Copy the result of filtering the entries below for lines that include the string "failed".
=== Section Start ===
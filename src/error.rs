//! Error taxonomy for an analysis run.
//!
//! Only [`ValidationError`] ever ends a run early. The other kinds are
//! recovered where they occur: a crawl unit yields fewer articles, a row is
//! skipped, a model call turns into visible failure text.

use thiserror::Error;

/// Bad request parameters. Fatal to the request, raised before any I/O.
#[derive(Debug, Error, Clone, PartialEq, Eq)]
pub enum ValidationError {
    #[error("keyword must not be empty")]
    EmptyKeyword,

    #[error("{field} must be at least 1 (got {value})")]
    NotPositive { field: &'static str, value: u32 },

    #[error("recent trend window ({recent} days) must be shorter than the total search window ({total} days)")]
    WindowOrder { recent: u32, total: u32 },
}

/// One `(keyword, date, page)` crawl unit failed.
#[derive(Debug, Error)]
pub enum CollectionError {
    #[error("search request failed: {0}")]
    Http(#[from] reqwest::Error),

    #[error("search page returned HTTP {status}")]
    Status { status: u16 },

    #[error("could not build search URL: {0}")]
    Url(#[from] url::ParseError),
}

/// A single store operation failed.
#[derive(Debug, Error)]
pub enum PersistenceError {
    #[error("database error: {0}")]
    Database(#[from] sqlx::Error),

    #[error("could not prepare database location {path}: {source}")]
    Location {
        path: String,
        #[source]
        source: std::io::Error,
    },

    #[error("stored date {value:?} is not an ISO date")]
    BadDate { value: String },
}

/// Failure of a call to the remote language-model service.
#[derive(Debug, Error, Clone, PartialEq)]
pub enum GatewayError {
    #[error("API key is missing")]
    MissingCredential,

    #[error("transport failure{}: {detail}", .status.map(|s| format!(" (HTTP {s})")).unwrap_or_default())]
    TransportFailure { status: Option<u16>, detail: String },

    #[error("malformed response: {0}")]
    MalformedResponse(String),

    #[error("response does not match the requested schema: {0}")]
    SchemaMismatch(String),

    #[error("AI call failed after {attempts} attempts: {last}")]
    RetriesExhausted {
        attempts: u32,
        last: Box<GatewayError>,
    },
}

impl GatewayError {
    /// A missing key cannot heal between attempts.
    pub fn is_retryable(&self) -> bool {
        !matches!(self, GatewayError::MissingCredential)
    }
}

impl From<reqwest::Error> for GatewayError {
    fn from(e: reqwest::Error) -> Self {
        GatewayError::TransportFailure {
            status: e.status().map(|s| s.as_u16()),
            detail: e.to_string(),
        }
    }
}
=== Section End ===
> _OUTPUT_:
/// One `(keyword, date, page)` crawl unit failed.
    #[error("search request failed: {0}")]
/// A single store operation failed.
    #[error("AI call failed after {attempts} attempts: {last}")]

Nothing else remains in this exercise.